La noche ha sido intensa, mucho más de lo que he podido retener al despertar. Yendo a lo que recuerdo, estaba en el interior de un coche, de noche. Unos polis malos, americanos para más señas, se acercaban para darme matarile, pero me adelanté en la virada. Liquidado el asunto, salí del coche esgrimiendo una Remington del 12 y al poco me encontré con mi amigo Víctor Crespo, que andaba por allí.

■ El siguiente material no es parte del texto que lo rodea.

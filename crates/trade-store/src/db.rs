use anyhow::Result;
use sqlx::sqlite::{SqliteConnectOptions, SqlitePool, SqlitePoolOptions};
use std::str::FromStr;

/// Handle on the sqlite trades database.
#[derive(Clone)]
pub struct TradeDb {
    pool: SqlitePool,
}

impl TradeDb {
    /// Open (creating if missing) and bootstrap the schema.
    pub async fn new(database_url: &str) -> Result<Self> {
        let options = SqliteConnectOptions::from_str(database_url)?.create_if_missing(true);

        let pool = SqlitePoolOptions::new()
            .max_connections(5)
            .connect_with(options)
            .await?;

        let db = Self { pool };
        db.init_schema().await?;

        Ok(db)
    }

    /// Apply `schema.sql` statement by statement (sqlx executes one
    /// statement per query).
    async fn init_schema(&self) -> Result<()> {
        let schema = include_str!("../../../schema.sql");

        for statement in schema.split(';') {
            let stmt = statement.trim();
            if !stmt.is_empty() {
                sqlx::query(stmt).execute(&self.pool).await?;
            }
        }

        tracing::debug!("trades schema initialized");
        Ok(())
    }

    pub fn pool(&self) -> &SqlitePool {
        &self.pool
    }
}

#[cfg(test)]
mod tests {
    use super::*;

    #[tokio::test]
    async fn test_db_creation() {
        let db = TradeDb::new("sqlite::memory:").await.unwrap();
        assert!(db.pool().acquire().await.is_ok());
    }
}
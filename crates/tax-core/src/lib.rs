//! Tax Reporting Core
//!
//! FIFO tax-lot matching and wash sale detection over an owner's trade
//! history. Both engines are pure functions of an in-memory snapshot:
//! they hold no state across calls and never touch I/O.

pub mod error;
pub mod lot_matcher;
pub mod trade;
pub mod wash_sale;

pub use error::MatchError;
pub use lot_matcher::{match_trades, RealizedGain};
pub use trade::{sort_chronological, sort_by_ticker_then_date, Trade, TradeAction};
pub use wash_sale::{detect_wash_sales, WashSaleDisallowance, WASH_SALE_WINDOW_DAYS};
//! Trade Store
//!
//! Sqlite-backed persistence for trade history. Hands the tax engines
//! one consistent, chronologically ordered snapshot per report request.

pub mod db;
pub mod models;
pub mod store;

pub use db::TradeDb;
pub use models::{TradeFilter, TradeInput, TradeRow};
pub use store::{OversellError, TradeStore};
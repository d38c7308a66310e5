use chrono::NaiveDate;
use thiserror::Error;

/// Failures raised while matching sells against prior buy lots.
///
/// Either variant means the history violates the cumulative
/// buy-before-sell invariant, so the whole matching run is aborted:
/// skipping the offending sell would leave downstream gain totals
/// silently wrong.
#[derive(Error, Debug, Clone, PartialEq, Eq)]
pub enum MatchError {
    /// A SELL with zero prior BUY lots for its ticker.
    #[error("No matching buy trades found for {ticker} on {date}")]
    NoMatch { ticker: String, date: NaiveDate },

    /// A SELL whose quantity exceeds the remaining prior BUY lots.
    #[error("Not enough shares to sell for {ticker} on {date}")]
    InsufficientLots { ticker: String, date: NaiveDate },
}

-Oye, cuánto te costó sacarte el
carné de conducir- le pregunté.
-Veinte mil pavos- respondió.
-Qué disparate.
Luego caí en la cuenta de que
tenía carné, que solo tenía que renovarlo. A Víctor le perdí el rastro en las
tinieblas, su elemento a fin de cuentas, así que no me inquietó. Seguí mi
andanza nocturna, aún con la del 12 encima. Entonces fui testigo de una escena
que da cierta consistencia a este disparate onírico.
Un
hombre enorme de raza negra, de estos apretados pero con cara amable, entró en
escena. Se llamaba Obongo o algo así, según me pareció escuchar, un nombre que
no existirá salvo en mi sueño. Conversaba con gesto grave con la que parecía su
esposa. Ella le preguntó que dónde había estado. Él sacó un revólver de un
bolso, y al abrir el tambor, en vez de balas, salió arena. Arena de una playa sudafricana.
La
mujer interpretó aquello como una infidelidad, pues al parecer cuando Obongo
partió, no habló de ir a Sudáfrica, sino a otro lugar que desconozco. Obongo no
negó la mayor ni dio explicaciones a su esposa. Se limitó a guardar silencio, y
claro, quien calla otorga. Ella dio por hecho que en Sudáfrica había otra mujer,
y que Obongo fue a darle encuentro para tener una aventura. Una aventura en una
playa sudafricana.
A
la esposa de Obongo se le partió el corazón en ese instante, y se marchó
despechada. Él, también con el corazón roto, la dejó marchar sin más, pensando que
con el tiempo, ella, cuyo nombre no supe, tal vez olvidaría al infiel Obongo, y
podría rehacer su vida con otra persona. A mí también se me debió partir el
corazón en el sueño, pues estuve algo inquieto. Para el organismo, aquella era
una situación real.
Tras
un impasse onírico que no puedo precisar, supe lo que había sucedido en
realidad. Obongo no había sido infiel a su amada esposa. Estuvo en una playa
sudafricana para ver la mar por primera y última vez. Lo decidió cuando le dijeron
que tenía un cáncer terminal. Prefirió no decirle nada a su mujer, dejándola
creer que le había sido infiel para que lo odiara. Una vez transformado ese
odio en indiferencia, su amada esposa podría liberarse y tener otra oportunidad
para rehacer su vida con otra persona, o quizá sola. Obongo debía intuir que si
le decía que estaba a punto de morir, ella permanecería al pie de su tumba llorando
su muerte para los restos, y él no quería eso para ella. Lo que parecía una
infidelidad, era un acto de amor supremo.
La
moraleja de esta parte del sueño quizá sea que lo importante no es que nos
recuerden por lo que hemos hecho, incluso estando bien. Lo importante es que
hagamos lo correcto aun dando la impresión a los demás de que no es así. Ya se
encargará el paso del tiempo de poner las cosas en su sitio, o quizá no. A lo
que no le encuentro sentido es al revólver del que cayó la arena de una playa
sudafricana, ni porqué era de Sudáfrica y no de Conil. Pero en la dimensión
onírica las cosas son así.
Seguí
mi periplo onírico, esta vez junto a mi amigo Nano. Un escorpión multicolor de
unas dos cuartas de tamaño, se nos cruzó por delante. Nano lo empaló con su
cuchillo de monte, lo troceó y nos lo comimos. Esto último no es tan
excepcional. Cosas peores hemos comido en la vida consciente.